Specifically, this blog prepared on Friday, May 9th, 2014, 7:00 PM.
The following is just a portion of an article titled
Practical Sailor tests 14 mildew stain removers….
There are numerous products that claim to prevent or remove mildew. Sodium hypochlorite, or bleach, can kill fungus and mold spores if used correctly. Less-toxic chemicals like ammonium chloride are less effective at eliminating resistant molds but are less harsh on fabric and humans.
Once mildew appears, Practical Sailor recommends first trying a mix of mild soap and water to remove the mildew. The second line of defense is a chlorine-free mildew cleaner. Because some materials—like vinyl and stitching—can be damaged by repeated exposure to chlorine/bleach, it’s always a good idea to try removing the stains with less aggressive cleaners first (no chlorine or low chlorine). If that doesn’t work—and the material being cleaned isn’t affected by chlorine—try a more potent chlorine-based cleaner or a solution of 10 percent household bleach and 90 percent water to spot clean the stain; rinse thoroughly with fresh water and dry the area.
Some chemicals that eliminate mildew are considered pesticides, and may contain chemicals that can be harmful to people, animals, or the environment. For this reason, the U.S. Environmental Protection Agency’s Office of Pesticide Programs regulates pesticides in the United States to protect public health and the environment. Typical pesticides found in mold and mildew removers are chlorine and alkyl ammonium chlorides. These are known as fungicides and can be very caustic, ruining some fabrics or stitching, and harmful humans.
Your best defense against mildew is prevention, but once those black stains appear, act fast. To avoid the possible damage that repeated exposure to harsh cleaners can cause, try to clean the stains first with soap and water, then a non-chlorine product.
Testers’ favorite bleach-free cleaner in this test was the Spray Nine. A top performer with the best price, Spray Nine also notched Budget Buy honors. Another top chlorine-free cleaner was Nautical Ease.
If the mildew problem is too tough for mild measures, advance to a diluted bleach-and-cold water solution—usually the cheapest approach—or a chlorine-based cleaner.
The hands-down top performer in this test was the bleach-based Klean-Strip. It stood out from the rest of the pack, easily cleaning the vinyl cushion and making a significant impact on the life jacket. It’s thePractical Sailor Best Choice for cleaning extreme mildew stains, but with caveats.
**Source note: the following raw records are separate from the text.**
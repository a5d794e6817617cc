//! The engine front door: locks, evaluates, commits.

use std::collections::BTreeSet;
use std::sync::Arc;

use parking_lot::{Mutex, RwLock};

use super::clock::Clock;
use super::locks::LockTable;
use super::random::RandomSource;
use super::{house, ledger, siege, truce, war};
use crate::config::EngineConfig;
use crate::error::{CommitError, ConfigError, EngineError, Rejection, StoreError};
use crate::id::{HouseId, TileId};
use crate::model::{
    Action, ActionKind, EntityKey, HousePair, Intent, Mutation, Outcome, Timestamp,
};
use crate::store::{CommitIntent, EntityStore};

/// What an action produced: the reply for the actor, and any resolutions it
/// triggered, for announcement.
#[derive(Debug, Clone, PartialEq, Eq)]
pub struct Response {
    pub reply: String,
    pub outcomes: Vec<Outcome>,
}

impl From<Intent> for Response {
    fn from(intent: Intent) -> Self {
        Self {
            reply: intent.reply,
            outcomes: intent.outcome.into_iter().collect(),
        }
    }
}

/// Runs actions and resolutions against a store.
///
/// There is no engine-wide lock: each evaluation holds only the entity keys
/// its intent writes, and the store lock is held for single reads and
/// commits.
pub struct Engine<S> {
    store: RwLock<S>,
    locks: LockTable,
    clock: Arc<dyn Clock>,
    rng: Mutex<Box<dyn RandomSource>>,
    config: EngineConfig,
}

impl<S: EntityStore + CommitIntent> Engine<S> {
    pub fn new(
        config: EngineConfig,
        store: S,
        clock: Arc<dyn Clock>,
        rng: impl RandomSource + 'static,
    ) -> Result<Self, ConfigError> {
        config.validate()?;
        Ok(Self {
            store: RwLock::new(store),
            locks: LockTable::new(),
            clock,
            rng: Mutex::new(Box::new(rng)),
            config,
        })
    }

    pub fn config(&self) -> &EngineConfig {
        &self.config
    }

    pub fn now(&self) -> Timestamp {
        self.clock.now()
    }

    /// Run `f` against a consistent view of the store.
    pub fn read<R>(&self, f: impl FnOnce(&S) -> R) -> R {
        let store = self.store.read();
        f(&*store)
    }

    pub fn into_store(self) -> S {
        self.store.into_inner()
    }

    /// Evaluate and commit one player action.
    pub fn submit(&self, action: &Action) -> Result<Response, EngineError> {
        let now = self.now();
        let actor = &action.actor;
        tracing::debug!(player = %actor, action = ?action.kind, "action submitted");

        match &action.kind {
            ActionKind::Join { house: target } => {
                let keys = BTreeSet::from([EntityKey::Player(actor.clone())]);
                let intent =
                    self.execute(keys, |store| house::join(store, &self.config, actor, target))?;
                Ok(intent.into())
            }
            ActionKind::Balance => {
                let intent = self.read(|store| house::balance(store, actor))?;
                Ok(intent.into())
            }
            ActionKind::Siege { tile } => {
                let keys = BTreeSet::from([EntityKey::Tile(TileId::new(tile))]);
                let intent = self.execute(keys, |store| {
                    ledger::start_siege(store, &self.config, actor, tile, now)
                })?;
                Ok(intent.into())
            }
            ActionKind::Pledge { tile, troops, side } => {
                let keys = BTreeSet::from([
                    EntityKey::Tile(TileId::new(tile)),
                    EntityKey::Player(actor.clone()),
                ]);
                let intent = self.execute(keys, |store| {
                    ledger::pledge(store, actor, tile, troops, side, now)
                })?;
                Ok(intent.into())
            }
            ActionKind::War { choice } => {
                let keys = self
                    .house_of(action)?
                    .map(EntityKey::WarBallot)
                    .into_iter()
                    .collect();
                let intent = self.execute(keys, |store| {
                    war::cast_war_vote(store, &self.config, actor, choice, now)
                })?;
                let ballot = intent.mutations.iter().find_map(|m| match m {
                    Mutation::InsertWarVote { vote } => Some(vote.house.clone()),
                    _ => None,
                });
                let mut response = Response::from(intent);
                if let Some(house) = ballot {
                    response.outcomes.extend(self.resolve_war_ballot_if_due(&house)?);
                }
                Ok(response)
            }
            ActionKind::Truce {
                house: raw_target,
                choice,
            } => {
                let target = self.config.registry().resolve(raw_target).cloned();
                let keys = match (self.house_of(action)?, target) {
                    (Some(own), Some(target)) => {
                        BTreeSet::from([EntityKey::TruceBallot(HousePair::new(own, target))])
                    }
                    _ => BTreeSet::new(),
                };
                let intent = self.execute(keys, |store| {
                    truce::cast_truce_vote(store, &self.config, actor, raw_target, choice, now)
                })?;
                let ballot = intent.mutations.iter().find_map(|m| match m {
                    Mutation::InsertTruceVote { vote } => Some(vote.pair()),
                    _ => None,
                });
                let mut response = Response::from(intent);
                if let Some(pair) = ballot {
                    response.outcomes.extend(self.resolve_truce_ballot_if_due(&pair)?);
                }
                Ok(response)
            }
        }
    }

    /// Resolve the active siege on `tile`; rejected before expiry.
    pub fn resolve_siege(&self, tile: &TileId) -> Result<Intent, EngineError> {
        let now = self.now();
        let keys = BTreeSet::from([EntityKey::Tile(tile.clone())]);
        self.execute(keys, |store| {
            let mut rng = self.rng.lock();
            siege::resolve_siege(store, &self.config, tile, now, &mut **rng)
        })
    }

    pub fn resolve_war_ballot_if_due(
        &self,
        house: &HouseId,
    ) -> Result<Option<Outcome>, EngineError> {
        let now = self.now();
        let keys = BTreeSet::from([EntityKey::WarBallot(house.clone())]);
        let intent = self.execute(keys, |store| {
            match war::war_ballot_due(store, &self.config, house, now)? {
                Some(_) => war::resolve_war_ballot(store, &self.config, house, now),
                None => Ok(Intent::reply(String::new())),
            }
        })?;
        Ok(intent.outcome)
    }

    pub fn resolve_truce_ballot_if_due(
        &self,
        pair: &HousePair,
    ) -> Result<Option<Outcome>, EngineError> {
        let now = self.now();
        let keys = BTreeSet::from([EntityKey::TruceBallot(pair.clone())]);
        let intent = self.execute(keys, |store| {
            match truce::truce_ballot_due(store, &self.config, pair, now)? {
                Some(_) => truce::resolve_truce_ballot(store, &self.config, pair, now),
                None => Ok(Intent::reply(String::new())),
            }
        })?;
        Ok(intent.outcome)
    }

    fn house_of(&self, action: &Action) -> Result<Option<HouseId>, StoreError> {
        Ok(self
            .read(|store| store.player(&action.actor))?
            .and_then(|p| p.house))
    }

    /// Evaluate under the keys the intent writes, then commit.
    ///
    /// `keys` is a first guess. If the evaluated intent writes outside it, the
    /// locks are released and the union is taken before evaluating again, up
    /// to `max_lock_attempts` times.
    fn execute<F>(&self, mut keys: BTreeSet<EntityKey>, mut eval: F) -> Result<Intent, EngineError>
    where
        F: FnMut(&S) -> Result<Intent, StoreError>,
    {
        for attempt in 1..=self.config.max_lock_attempts {
            let held = self.locks.acquire(keys.clone());
            let intent = {
                let store = self.store.read();
                eval(&*store)?
            };

            let writes = intent.entity_keys();
            if !held.covers(&writes) {
                tracing::debug!(attempt, wanted = writes.len(), "widening lock set");
                keys.extend(writes);
                continue;
            }
            if intent.is_noop() {
                return Ok(intent);
            }

            let committed = self.store.write().commit(&intent);
            return match committed {
                Ok(()) => {
                    tracing::debug!(mutations = intent.mutations.len(), "intent committed");
                    Ok(intent)
                }
                Err(CommitError::Stale(reason)) => {
                    tracing::warn!(%reason, "stale intent discarded");
                    Ok(Intent::rejected(&Rejection::Stale(reason)))
                }
                Err(CommitError::Store(err)) => Err(err.into()),
            };
        }
        tracing::warn!(
            attempts = self.config.max_lock_attempts,
            "gave up acquiring locks"
        );
        Ok(Intent::rejected(&Rejection::Busy))
    }
}

#[cfg(test)]
mod tests {
    use super::*;
    use crate::engine::clock::ManualClock;
    use crate::engine::random::ScriptedRandom;
    use crate::id::PlayerId;
    use crate::model::{SiegeVerdict, TruceVerdict, WarVerdict};
    use crate::scenario::Scenario;
    use crate::store::MemoryStore;

    fn engine(s: &Scenario, clock: &Arc<ManualClock>) -> Engine<MemoryStore> {
        Engine::new(
            s.config().clone(),
            s.store(),
            clock.clone(),
            ScriptedRandom::new([0.5, 0.5]),
        )
        .unwrap()
    }

    fn realm() -> Scenario {
        Scenario::new()
            .house("h1")
            .house("h2")
            .player("p1", "h1", 1_000)
            .player("p2", "h2", 300)
            .tile("a10", Some("h2"))
            .war("h1", "h2")
    }

    #[test]
    fn siege_round_trip() {
        let clock = Arc::new(ManualClock::new(Timestamp::from_hours(1)));
        let engine = engine(&realm(), &clock);

        let reply = engine.submit(&Action::siege("p1", "a10")).unwrap().reply;
        assert_eq!(reply, "you have initiated a siege on h2's castle at A10");
        engine.submit(&Action::pledge("p1", "a10", "500", "attack")).unwrap();
        engine.submit(&Action::pledge("p2", "a10", "300", "defend")).unwrap();

        let p1 = engine.read(|s| s.player(&PlayerId::new("p1"))).unwrap().unwrap();
        assert_eq!(p1.troops, 500);

        let early = engine.resolve_siege(&TileId::new("a10")).unwrap();
        assert!(early.is_noop());

        clock.advance_hours(6);
        let intent = engine.resolve_siege(&TileId::new("a10")).unwrap();
        match intent.outcome {
            Some(Outcome::Siege(report)) => assert_eq!(report.verdict, SiegeVerdict::AttackerWon),
            other => panic!("unexpected outcome {other:?}"),
        }
        let owner = engine.read(|s| s.tile_owner(&TileId::new("a10"))).unwrap();
        assert_eq!(owner, Some(HouseId::new("h1")));

        let again = engine.resolve_siege(&TileId::new("a10")).unwrap();
        assert!(again.is_noop());
        assert!(again.outcome.is_none());
    }

    #[test]
    fn last_war_vote_resolves_the_ballot() {
        let s = realm().war_vote("p2", "peace", Timestamp::from_hours(1));
        let clock = Arc::new(ManualClock::new(Timestamp::from_hours(1)));
        let engine = engine(&s, &clock);

        let response = engine.submit(&Action::war("p1", "peace")).unwrap();
        assert_eq!(response.reply, "your choice of peace was recorded");
        match response.outcomes.as_slice() {
            [Outcome::War(report)] => assert_eq!(report.verdict, WarVerdict::Peace),
            other => panic!("unexpected outcomes {other:?}"),
        }
        let votes = engine.read(|s| s.war_votes().count());
        // p2's vote belongs to h2's ballot and is still open.
        assert_eq!(votes, 1);
    }

    #[test]
    fn war_declaration_is_widened_over_both_ballots() {
        let s = realm()
            .house("h3")
            .player("c1", "h3", 10)
            .war_vote("p2", "h3", Timestamp::from_hours(1));
        let clock = Arc::new(ManualClock::new(Timestamp::from_hours(1)));
        let engine = engine(&s, &clock);

        let response = engine.submit(&Action::war("c1", "h2")).unwrap();
        match response.outcomes.as_slice() {
            [Outcome::War(report)] => {
                assert_eq!(report.verdict, WarVerdict::WarDeclared(HouseId::new("h2")))
            }
            other => panic!("unexpected outcomes {other:?}"),
        }
        assert_eq!(engine.read(|s| s.war_votes().count()), 0);
        assert!(
            engine
                .read(|s| s.war_exists(&HouseId::new("h2"), &HouseId::new("h3")))
                .unwrap()
        );
    }

    #[test]
    fn truce_quorum_ends_the_war() {
        let clock = Arc::new(ManualClock::new(Timestamp::from_hours(1)));
        let engine = engine(&realm(), &clock);

        let first = engine.submit(&Action::truce("p1", "h2", "yes")).unwrap();
        assert!(first.outcomes.is_empty());
        let second = engine.submit(&Action::truce("p2", "h1", "yes")).unwrap();
        match second.outcomes.as_slice() {
            [Outcome::Truce(report)] => assert_eq!(report.verdict, TruceVerdict::Agreed),
            other => panic!("unexpected outcomes {other:?}"),
        }
        assert!(
            !engine
                .read(|s| s.war_exists(&HouseId::new("h1"), &HouseId::new("h2")))
                .unwrap()
        );
    }

    #[test]
    fn invalid_config_is_refused() {
        let clock: Arc<dyn Clock> = Arc::new(ManualClock::default());
        let result = Engine::new(
            EngineConfig::default(),
            MemoryStore::new(),
            clock,
            ScriptedRandom::new([0.0]),
        );
        assert!(result.is_err());
    }
}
This is a highly concentrated product—it has 19 times more sodium hypochlorite than common bleach—so be sure to read its label carefully and be selective about what surfaces and materials you use it on. We do not recommend using it undiluted for cleaning sails or fabrics.
Reading the safety precautions on a product label before using a cleaner is a must. Many will recommend wearing gloves and eye protection.
My preference is a natural product; I found these web sites: The Thrifty Couple, and Thrifty Fun.
The suggestions (on the web) are numerous: Home Guides Natural Mold & Mildew Remover, and Green Mold & Mildew Remover.~~ Some of you will remember that I am extremely sensitive to odors (cigarette smoke in Shelby, NC, and moth balls in Waxhaw, NC). I **know** I must approach this project with caution. (I recently purchased products for a homemade cleaner.)